Visualization of angiogenesis during cancer development in the polyoma middle T breast cancer model: Molecular imaging with (R)-[11C]PAQ

Abstract

Background: Vascular endothelial growth factor receptor 2 (VEGFR2) is a crucial mediator of tumour angiogenesis. High expression levels of the receptor have been correlated to poor prognosis in cancer patients. Reliable imaging biomarkers for stratifying patients for anti-angiogenic therapy could therefore be valuable for increasing treatment success rates.

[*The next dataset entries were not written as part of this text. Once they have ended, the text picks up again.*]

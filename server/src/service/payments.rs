//! Checkout endpoints

use actix_web::error::{ErrorBadRequest, ErrorInternalServerError, ErrorUnauthorized};
use actix_web::web::{Data, Json};
use actix_web::{HttpResponse, Result, post};
use serde::Serialize;

use crate::model::Model;
use crate::model::payments::{self, PaymentGateway, Preference, PreferenceId};
use crate::service::session::Identity;

/// What the client needs to proceed to checkout
#[derive(Debug, Serialize)]
struct CheckoutResp {
    preference_id: PreferenceId,
    init_point: String,
    total_cents: i64,
}

/// Turns the caller's cart into a gateway preference
#[post("/payments/preference")]
pub(super) async fn create_preference(
    model: Data<Model>,
    gateway: Data<dyn PaymentGateway>,
    identity: Identity,
) -> Result<Json<CheckoutResp>> {
    let profile = identity
        .user_id
        .profile(model.db())
        .await
        .map_err(|_| ErrorInternalServerError("Cannot load profile"))?
        .ok_or_else(|| ErrorUnauthorized("Unknown user"))?;

    let preference = Preference::create(
        model.db(),
        gateway.as_ref(),
        identity.user_id,
        profile.email,
    )
    .await
    .map_err(|err| match err.downcast_ref::<payments::Error>() {
        Some(payments::Error::EmptyCart) => ErrorBadRequest("Cart is empty"),
        _ => ErrorInternalServerError("Cannot create preference"),
    })?;

    Ok(Json(CheckoutResp {
        preference_id: preference.id,
        init_point: preference.init_point,
        total_cents: preference.total_cents,
    }))
}

/// Gateway notification sink.
///
/// Always acknowledged with 200 once the payload is logged; the gateway
/// keeps retrying on any other status.
#[post("/payments/webhook")]
pub(super) async fn webhook(model: Data<Model>, payload: String) -> Result<HttpResponse> {
    payments::record_webhook_event(model.db(), &payload)
        .await
        .map_err(|_| ErrorInternalServerError("Cannot record event"))?;

    Ok(HttpResponse::Ok().finish())
}
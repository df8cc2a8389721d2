//! Per-student shopping cart

use color_eyre::Result;
use serde::Serialize;

use crate::model::catalog::ClassId;
use crate::model::users::UserId;

/// One cart line, joined with the class it points at
#[derive(Debug, Clone, PartialEq, Serialize)]
pub struct CartItem {
    pub class_id: ClassId,
    pub title: String,
    pub unit_price_cents: i64,
    pub quantity: u32,
}

impl CartItem {
    pub fn subtotal_cents(&self) -> i64 {
        self.unit_price_cents * i64::from(self.quantity)
    }
}

/// Cart contents with the computed total
#[derive(Debug, Clone, PartialEq, Serialize)]
pub struct Cart {
    pub items: Vec<CartItem>,
    pub total_cents: i64,
}

impl Cart {
    /// Loads the user's cart
    pub async fn fetch(
        db: impl sqlx::Executor<'_, Database = sqlx::Sqlite>,
        user_id: UserId,
    ) -> Result<Self> {
        let rows: Vec<(ClassId, String, i64, u32)> = sqlx::query_as(
            "select c.id, c.title, c.price_cents, i.quantity \
             from cart_items i join classes c on c.id = i.class_id \
             where i.user_id = ? order by c.starts_at",
        )
        .bind(user_id)
        .fetch_all(db)
        .await?;

        let items: Vec<CartItem> = rows
            .into_iter()
            .map(|(class_id, title, unit_price_cents, quantity)| CartItem {
                class_id,
                title,
                unit_price_cents,
                quantity,
            })
            .collect();
        let total_cents = items.iter().map(CartItem::subtotal_cents).sum();

        Ok(Self { items, total_cents })
    }

    /// Adds a class to the cart, or bumps its quantity when already there.
    /// Returns false when the class does not exist.
    pub async fn add(
        db: &sqlx::SqlitePool,
        user_id: UserId,
        class_id: ClassId,
        quantity: u32,
    ) -> Result<bool> {
        let exists: Option<(ClassId,)> = sqlx::query_as("select id from classes where id = ?")
            .bind(class_id)
            .fetch_optional(db)
            .await?;
        if exists.is_none() {
            return Ok(false);
        }

        sqlx::query(
            "insert into cart_items (user_id, class_id, quantity) values (?, ?, ?) \
             on conflict(user_id, class_id) do update set quantity = quantity + excluded.quantity",
        )
        .bind(user_id)
        .bind(class_id)
        .bind(quantity.max(1))
        .execute(db)
        .await?;

        Ok(true)
    }

    /// Drops one line from the cart. Missing lines are fine.
    pub async fn remove(
        db: impl sqlx::Executor<'_, Database = sqlx::Sqlite>,
        user_id: UserId,
        class_id: ClassId,
    ) -> Result<()> {
        sqlx::query("delete from cart_items where user_id = ? and class_id = ?")
            .bind(user_id)
            .bind(class_id)
            .execute(db)
            .await?;
        Ok(())
    }

    /// Empties the user's cart
    pub async fn clear(
        db: impl sqlx::Executor<'_, Database = sqlx::Sqlite>,
        user_id: UserId,
    ) -> Result<()> {
        sqlx::query("delete from cart_items where user_id = ?")
            .bind(user_id)
            .execute(db)
            .await?;
        Ok(())
    }
}
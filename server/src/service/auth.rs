//! Account and credential endpoints

use actix_web::error::{ErrorConflict, ErrorInternalServerError, ErrorUnauthorized};
use actix_web::web::{Data, Json};
use actix_web::{HttpResponse, Result, delete, get, post};
use chrono::{DateTime, Utc};
use serde::{Deserialize, Serialize};
use serde_json::json;
use session::{Role, UserProfile};

use crate::model::auth::{AccessToken, RefreshToken};
use crate::model::users::{self, CredentialError, NewUser};
use crate::model::{Model, users::UserId};
use crate::service::session::Identity;

#[derive(Debug, Deserialize)]
struct RegisterReq {
    name: String,
    email: String,
    role: Role,
    password: String,
}

#[derive(Debug, Deserialize)]
struct LoginReq {
    email: String,
    password: String,
}

#[derive(Debug, Deserialize)]
struct RefreshReq {
    refresh_token: String,
}

/// Everything a client needs to run a session
#[derive(Debug, Serialize)]
struct Credentials {
    user: UserProfile,
    access_token: String,
    refresh_token: RefreshToken,
    expires_at: DateTime<Utc>,
}

/// Issues a fresh access token around an already minted refresh token
async fn issue_credentials(
    model: &Model,
    user_id: UserId,
    refresh_token: RefreshToken,
) -> Result<Credentials> {
    let access = AccessToken::issue(model.db(), user_id, model.auth().access_ttl())
        .await
        .map_err(|_| ErrorInternalServerError("Cannot issue access token"))?;
    let user = user_id
        .profile(model.db())
        .await
        .map_err(|_| ErrorInternalServerError("Cannot load profile"))?
        .ok_or_else(|| ErrorUnauthorized("Unknown user"))?;

    Ok(Credentials {
        user,
        access_token: access.token,
        refresh_token,
        expires_at: access.expires_at,
    })
}

#[post("/auth/register")]
pub(super) async fn register(model: Data<Model>, req: Json<RegisterReq>) -> Result<HttpResponse> {
    let req = req.into_inner();
    let user_id = NewUser {
        name: req.name,
        email: req.email,
        role: req.role,
        password: req.password,
    }
    .create(model.db())
    .await
    .map_err(|err| match err.downcast_ref::<users::Error>() {
        Some(users::Error::EmailTaken) => ErrorConflict("Email already registered"),
        _ => ErrorInternalServerError("Cannot create account"),
    })?;

    let profile = user_id
        .profile(model.db())
        .await
        .map_err(|_| ErrorInternalServerError("Cannot load profile"))?
        .ok_or_else(|| ErrorInternalServerError("Account vanished"))?;

    Ok(HttpResponse::Created().json(profile))
}

/// Verifies credentials and opens a session.
///
/// Rejections carry a machine-readable `code` so clients can distinguish
/// a locked account from a wrong password without string matching.
#[post("/auth/login")]
pub(super) async fn login(model: Data<Model>, req: Json<LoginReq>) -> Result<HttpResponse> {
    // An address without a user/domain split never reaches the database
    if !req
        .email
        .split_once('@')
        .is_some_and(|(user, domain)| !user.is_empty() && domain.contains('.'))
    {
        return Ok(HttpResponse::Unauthorized().json(json!({
            "code": "malformed_email",
            "message": "Not a valid email address",
        })));
    }

    let verdict = users::verify_credentials(model.db(), model.auth(), &req.email, &req.password)
        .await
        .map_err(|_| ErrorInternalServerError("Cannot verify credentials"))?;

    match verdict {
        Ok(user_id) => {
            let minted = RefreshToken::create(model.db(), user_id, model.auth().refresh_ttl())
                .await
                .map_err(|_| ErrorInternalServerError("Cannot issue refresh token"))?;
            let credentials = issue_credentials(&model, user_id, minted).await?;
            Ok(HttpResponse::Ok().json(credentials))
        }
        Err(rejection) => {
            let code = match &rejection {
                CredentialError::UnknownEmail => "unknown_email",
                CredentialError::WrongPassword => "wrong_password",
                CredentialError::Locked { .. } => "account_locked",
            };
            let mut body = json!({
                "code": code,
                "message": rejection.to_string(),
            });
            if let CredentialError::Locked { until } = rejection {
                body["locked_until"] = json!(until);
            }
            Ok(HttpResponse::Unauthorized().json(body))
        }
    }
}

/// Exchanges a refresh token for fresh credentials, rotating it
#[post("/auth/refresh")]
pub(super) async fn refresh(model: Data<Model>, req: Json<RefreshReq>) -> Result<HttpResponse> {
    let presented = RefreshToken::from(req.into_inner().refresh_token);
    let rotation = presented
        .rotate(model.db(), model.auth().refresh_ttl())
        .await;

    match rotation {
        Ok((replacement, user_id)) => {
            let credentials = issue_credentials(&model, user_id, replacement).await?;
            Ok(HttpResponse::Ok().json(credentials))
        }
        Err(_) => Ok(HttpResponse::Unauthorized().json(json!({
            "code": "invalid_refresh_token",
            "message": "Refresh token is invalid or expired",
        }))),
    }
}

/// Closes the session: the access key is dropped and every refresh token
/// of the user is revoked
#[delete("/auth/session")]
pub(super) async fn expire_session(model: Data<Model>, identity: Identity) -> Result<HttpResponse> {
    AccessToken::revoke_key(model.db(), &identity.key_id)
        .await
        .map_err(|_| ErrorInternalServerError("Cannot close session"))?;
    RefreshToken::revoke_all(model.db(), identity.user_id)
        .await
        .map_err(|_| ErrorInternalServerError("Cannot close session"))?;

    Ok(HttpResponse::NoContent().finish())
}

#[get("/auth/me")]
pub(super) async fn me(model: Data<Model>, identity: Identity) -> Result<Json<UserProfile>> {
    let profile = identity
        .user_id
        .profile(model.db())
        .await
        .map_err(|_| ErrorInternalServerError("Cannot load profile"))?
        .ok_or_else(|| ErrorUnauthorized("Unknown user"))?;

    Ok(Json(profile))
}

The aim of this study was to investigate the pharmacokinetics and angiogenesis imaging abilities of the VEGFR2-targeting positron emission tomography (PET) tracer (R)-[11C]PAQ. Methods: (R)-[11C]PAQ was evaluated in the mouse mammary tumour virus-polyoma middle T (MMTV-PyMT) model of metastatic breast cancer. Mice at different stages of disease progression were imaged with (R)-[11C]PAQ PET, and results were compared to those obtained with [18 F]FDG PET and magnetic resonance imaging. (R)-[11C]PAQ uptake levels were also compared to ex vivo immunofluorescence analysis of tumour- and angiogenesis-specific biomarkers. Additional pharmacokinetic studies were performed in rat and mouse. Results: A heterogeneous uptake of (R)-[11C]PAQ was observed in the tumorous mammary glands. Ex vivo analysis confirmed the co-localization of areas with high radioactivity uptake and areas with elevated levels of VEGFR2. In some animals, a high focal uptake was observed in the lungs. The lung uptake correlated to metastatic and angiogenic activity, but not to uptake of [18 F]FDG PET. The pharmacokinetic studies revealed a limited metabolism and excretion during the 1-h scan and a distribution of radioactivity mainly to the liver, kidneys and lungs. In rat, a high uptake was additionally observed in adrenal and parathyroid glands. Conclusion: The results indicate that (R)-[11C]PAQ is a promising imaging biomarker for visualization of angiogenesis, based on VEGFR2 expression, in primary tumours and during metastasis development. © 2014 Samén et al.